• Work instruction: Your answer should consist solely of the lines from the first line of the data through the line with "use crate::schema::RelationshipKind;", each reproduced exactly.

• Material provided:
★ ★ ★ ★

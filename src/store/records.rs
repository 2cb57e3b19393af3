//! Record creation, attribute access and the local lifecycle operations.

use crate::error::{Result, StoreError};
use crate::model::{AttributeChange, ModelLookup, RecordErrors, RecordView, Snapshot, SnapshotRelationship};
use crate::relationships::EdgeKey;
use crate::schema::RelationshipKind;
use crate::state::{RecordEvent, RecordState, StateFlags};
use crate::types::{coerce_id, AttrMap, FetchTicket, ModelId, ResourceRef};
use serde_json::Value;
use std::collections::BTreeMap;

use super::Store;

/// A value assigned by `create_record` or `set_properties`.
#[derive(Clone, Debug, PartialEq)]
pub enum PropertyValue {
    /// An attribute value, or raw ids for a relationship.
    Value(Value),
    Record(Option<ModelId>),
    Records(Vec<ModelId>),
}

/// Initial properties of a record, keyed by attribute or relationship name.
#[derive(Clone, Debug, Default, PartialEq)]
pub struct Properties(BTreeMap<String, PropertyValue>);

impl Properties {
    pub fn new() -> Self {
        Self::default()
    }

    pub fn value(mut self, key: impl Into<String>, value: Value) -> Self {
        self.0.insert(key.into(), PropertyValue::Value(value));
        self
    }

    pub fn record(mut self, key: impl Into<String>, record: Option<ModelId>) -> Self {
        self.0.insert(key.into(), PropertyValue::Record(record));
        self
    }

    pub fn records(mut self, key: impl Into<String>, records: Vec<ModelId>) -> Self {
        self.0.insert(key.into(), PropertyValue::Records(records));
        self
    }

    pub fn get(&self, key: &str) -> Option<&PropertyValue> {
        self.0.get(key)
    }

    pub fn is_empty(&self) -> bool {
        self.0.is_empty()
    }

    pub fn iter(&self) -> impl Iterator<Item = (&String, &PropertyValue)> {
        self.0.iter()
    }

    /// Plain attribute values, for id generation.
    fn attribute_values(&self) -> AttrMap {
        self.0
            .iter()
            .filter_map(|(key, value)| match value {
                PropertyValue::Value(v) => Some((key.clone(), v.clone())),
                _ => None,
            })
            .collect()
    }
}

impl From<Value> for Properties {
    /// Every key of a JSON object becomes a plain value; anything else is
    /// empty.
    fn from(value: Value) -> Self {
        match value {
            Value::Object(map) => Self(
                map.into_iter()
                    .map(|(k, v)| (k, PropertyValue::Value(v)))
                    .collect(),
            ),
            _ => Self::default(),
        }
    }
}

impl IntoIterator for Properties {
    type Item = (String, PropertyValue);
    type IntoIter = std::collections::btree_map::IntoIter<String, PropertyValue>;

    fn into_iter(self) -> Self::IntoIter {
        self.0.into_iter()
    }
}

/// A property checked against the schema.
pub(super) enum Assignment {
    Attribute(Value),
    BelongsTo(Option<ModelId>),
    HasMany(Vec<ModelId>),
}

impl Store {
    // --- Identity ---

    /// The record for `(model, id)`, creating an empty one if unknown.
    pub fn record_for_id(&mut self, model_name: &str, id: &str) -> Result<ModelId> {
        self.schema.get(model_name)?;
        if let Some(handle) = self.models.lookup(model_name, id) {
            return Ok(handle);
        }
        let handle = self.models.build(model_name, Some(id.to_string()));
        tracing::trace!(model = model_name, id, record = handle.0, "built record");
        Ok(handle)
    }

    /// Whether a loaded record exists for `(model, id)`.
    pub fn has_record_for_id(&self, model_name: &str, id: &str) -> bool {
        self.peek_record(model_name, id).is_some()
    }

    /// The record for `(model, id)` if it is loaded; never fetches.
    pub fn peek_record(&self, model_name: &str, id: &str) -> Option<ModelId> {
        let handle = self.models.lookup(model_name, id)?;
        self.models
            .get(handle)
            .ok()
            .filter(|m| m.is_loaded())
            .map(|_| handle)
    }

    // --- Creation ---

    /// Create a new, unsaved record. An `id` property (or an adapter
    /// generated id) is registered immediately.
    pub fn create_record(&mut self, model_name: &str, properties: Properties) -> Result<ModelId> {
        self.schema.get(model_name)?;
        let mut id = match properties.get("id") {
            Some(PropertyValue::Value(value)) => coerce_id(value),
            _ => None,
        };
        if id.is_none() && self.registry.has_adapter(model_name) {
            let adapter = self.registry.adapter_for(model_name)?;
            id = adapter.generate_id_for_record(model_name, &properties.attribute_values());
        }
        if let Some(id) = &id {
            if self.models.lookup(model_name, id).is_some() {
                return Err(StoreError::InvalidOperation(format!(
                    "The id {} has already been used with another record for type {}",
                    id, model_name
                )));
            }
        }

        self.join(|store| {
            let handle = store.models.build(model_name, id);
            store.models.live_mut(handle)?.materialize();
            store.send(handle, RecordEvent::LoadedData)?;
            store.set_properties(handle, properties)?;
            tracing::debug!(model = model_name, record = handle.0, "created record");
            Ok(handle)
        })
    }

    /// Assign attributes and relationships in one unit.
    pub fn set_properties(&mut self, handle: ModelId, properties: Properties) -> Result<()> {
        let model_name = self.models.live(handle)?.model_name().to_string();
        self.join(|store| {
            for (key, value) in properties {
                if key == "id" {
                    continue;
                }
                match store.resolve_property(&model_name, &key, value)? {
                    Assignment::Attribute(value) => store.set_attr(handle, &key, value)?,
                    Assignment::BelongsTo(target) => store.set_belongs_to(handle, &key, target)?,
                    Assignment::HasMany(records) => store.replace_has_many(handle, &key, &records)?,
                }
            }
            Ok(())
        })
    }

    /// Check a property against the schema and resolve raw references.
    pub(super) fn resolve_property(
        &mut self,
        model_name: &str,
        key: &str,
        value: PropertyValue,
    ) -> Result<Assignment> {
        let schema = self.schema.get(model_name)?;
        if schema.attribute(key).is_some() {
            return match value {
                PropertyValue::Value(value) => Ok(Assignment::Attribute(value)),
                _ => Err(StoreError::InvalidOperation(format!(
                    "{}.{} is an attribute, not a relationship",
                    model_name, key
                ))),
            };
        }
        if !schema.is_relationship(key) {
            return Err(StoreError::UnknownAttribute {
                model: model_name.to_string(),
                key: key.to_string(),
            });
        }
        let meta = self.schema.relationship(model_name, key)?.clone();
        match (meta.kind, value) {
            (RelationshipKind::BelongsTo, PropertyValue::Record(target)) => Ok(Assignment::BelongsTo(target)),
            (RelationshipKind::BelongsTo, PropertyValue::Value(raw)) => {
                Ok(Assignment::BelongsTo(self.resolve_reference(&meta, &raw)?))
            }
            (RelationshipKind::HasMany, PropertyValue::Records(records)) => Ok(Assignment::HasMany(records)),
            (RelationshipKind::HasMany, PropertyValue::Value(raw)) => {
                Ok(Assignment::HasMany(self.resolve_references(&meta, &raw)?))
            }
            (kind, _) => Err(StoreError::InvalidOperation(format!(
                "wrong value kind for {:?} relationship {}.{}",
                kind, model_name, key
            ))),
        }
    }

    fn replace_has_many(&mut self, handle: ModelId, key: &str, records: &[ModelId]) -> Result<()> {
        let len = self.many_array(handle, key)?.len();
        self.has_many_replace(handle, key, 0, len, records)
    }

    // --- Attributes ---

    /// Write an attribute. Writing the visible value again is a no-op.
    pub fn set_attr(&mut self, handle: ModelId, name: &str, value: Value) -> Result<()> {
        let model = self.models.live(handle)?;
        let schema = self.schema.get(model.model_name())?;
        let def = schema
            .attribute(name)
            .ok_or_else(|| StoreError::UnknownAttribute {
                model: model.model_name().to_string(),
                key: name.to_string(),
            })?;
        let Some(change) = model.property_change(name, &value, def.default.as_ref()) else {
            return Ok(());
        };
        let event = RecordEvent::DidSetProperty(change);
        self.check_event(handle, &event)?;

        self.models.live_mut(handle)?.write_attribute(name, value);
        self.send(handle, event)?;
        self.notify_properties(handle, vec![name.to_string()]);
        Ok(())
    }

    /// Visible value of an attribute, falling back to its default.
    pub fn attr(&self, handle: ModelId, name: &str) -> Result<Option<Value>> {
        let view = self.record(handle)?;
        Ok(view.attr(name).cloned())
    }

    /// `(original, current)` for every attribute with an uncommitted or
    /// in-flight change.
    pub fn changed_attributes(&self, handle: ModelId) -> Result<BTreeMap<String, AttributeChange>> {
        Ok(self.models.get(handle)?.changed_attributes())
    }

    // --- Lifecycle ---

    /// Mark a record deleted. A new record goes straight to `deleted.saved`.
    pub fn delete_record(&mut self, handle: ModelId) -> Result<()> {
        self.models.live(handle)?;
        self.join(|store| store.send(handle, RecordEvent::DeleteRecord))
    }

    /// Delete, then save.
    pub fn destroy_record(&mut self, handle: ModelId) -> Result<FetchTicket> {
        self.delete_record(handle)?;
        self.save_record(handle)
    }

    /// Discard uncommitted edits. A new record is removed entirely and a
    /// deleted one is restored.
    pub fn rollback(&mut self, handle: ModelId) -> Result<()> {
        self.join(|store| {
            let model = store.models.live_mut(handle)?;
            let is_new = model.is_new();
            let dirty = model.rollback_attributes();
            if is_new {
                store.with_graph(|graph, ctx| graph.clear_record(ctx, handle))?;
            }
            store.send(handle, RecordEvent::RolledBack)?;
            store.notify_properties(handle, dirty);
            Ok(())
        })
    }

    /// Remove a record from the store. Unloading a destroyed record is a
    /// no-op; unloading one with a save in flight is refused.
    pub fn unload_record(&mut self, handle: ModelId) -> Result<()> {
        if !self.models.is_live(handle) {
            self.models.get(handle)?;
            return Ok(());
        }
        tracing::debug!(record = handle.0, "unloading record");
        self.join(|store| store.send(handle, RecordEvent::UnloadRecord))
    }

    /// Unload every record of a type, or of every type.
    pub fn unload_all(&mut self, model_name: Option<&str>) -> Result<()> {
        let names = match model_name {
            Some(name) => {
                self.schema.get(name)?;
                vec![name.to_string()]
            }
            None => self.schema.model_names(),
        };
        for name in names {
            for handle in self.models.records_of_type(&name) {
                self.unload_record(handle)?;
            }
            self.type_meta.remove(&name);
        }
        Ok(())
    }

    /// Refetch a loaded record. Returns its loading ticket.
    pub fn reload_record(&mut self, handle: ModelId) -> Result<FetchTicket> {
        self.models.live(handle)?;
        self.send(handle, RecordEvent::ReloadRecord)?;
        self.models
            .get(handle)?
            .loading_ticket()
            .ok_or_else(|| StoreError::InvalidOperation("reload did not schedule a fetch".into()))
    }

    // --- Reads ---

    pub fn state(&self, handle: ModelId) -> Result<RecordState> {
        Ok(self.models.get(handle)?.current_state())
    }

    pub fn flags(&self, handle: ModelId) -> Result<StateFlags> {
        Ok(self.models.get(handle)?.flags())
    }

    pub fn errors(&self, handle: ModelId) -> Result<&RecordErrors> {
        Ok(self.models.get(handle)?.errors())
    }

    pub fn is_error(&self, handle: ModelId) -> Result<bool> {
        Ok(self.models.get(handle)?.is_error())
    }

    pub fn is_destroyed(&self, handle: ModelId) -> Result<bool> {
        Ok(self.models.get(handle)?.is_destroyed())
    }

    /// Materialized read view of a record.
    pub fn record(&self, handle: ModelId) -> Result<RecordView<'_>> {
        let model = self.models.get(handle)?;
        let schema = self.schema.get(model.model_name())?;
        Ok(RecordView::new(model, schema))
    }

    fn resource_ref(&self, handle: ModelId) -> Option<ResourceRef> {
        let model = self.models.get(handle).ok()?;
        Some(ResourceRef::new(model.model_name(), model.id()?))
    }

    /// Point-in-time copy of a record for adapters. Relationships whose
    /// membership is unknown are left out.
    pub fn snapshot(&self, handle: ModelId) -> Result<Snapshot> {
        let view = self.record(handle)?;
        let schema = self.schema.get(view.model_name())?;
        let mut relationships = BTreeMap::new();
        for meta in &schema.relationships {
            let Some(rel) = self.graph.get(handle, &EdgeKey::declared(meta.key.as_str())) else {
                continue;
            };
            if !rel.has_data() {
                continue;
            }
            let value = match meta.kind {
                RelationshipKind::BelongsTo => {
                    SnapshotRelationship::BelongsTo(rel.target().and_then(|t| self.resource_ref(t)))
                }
                RelationshipKind::HasMany => SnapshotRelationship::HasMany(
                    rel.many_array()
                        .map(|array| {
                            array
                                .records()
                                .iter()
                                .filter_map(|r| self.resource_ref(*r))
                                .collect()
                        })
                        .unwrap_or_default(),
                ),
            };
            relationships.insert(meta.key.clone(), value);
        }
        Ok(Snapshot {
            handle,
            model_name: view.model_name().to_string(),
            id: view.id().map(str::to_string),
            attributes: view.attributes(),
            relationships,
        })
    }
}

★ ★ ★ ★

• Answer section:
filename src/store/records.rs
repository 2cb57e3b19393af3
//! Record creation, attribute access and the local lifecycle operations.

use crate::error::{Result, StoreError};
use crate::model::{AttributeChange, ModelLookup, RecordErrors, RecordView, Snapshot, SnapshotRelationship};
use crate::relationships::EdgeKey;
use crate::schema::RelationshipKind;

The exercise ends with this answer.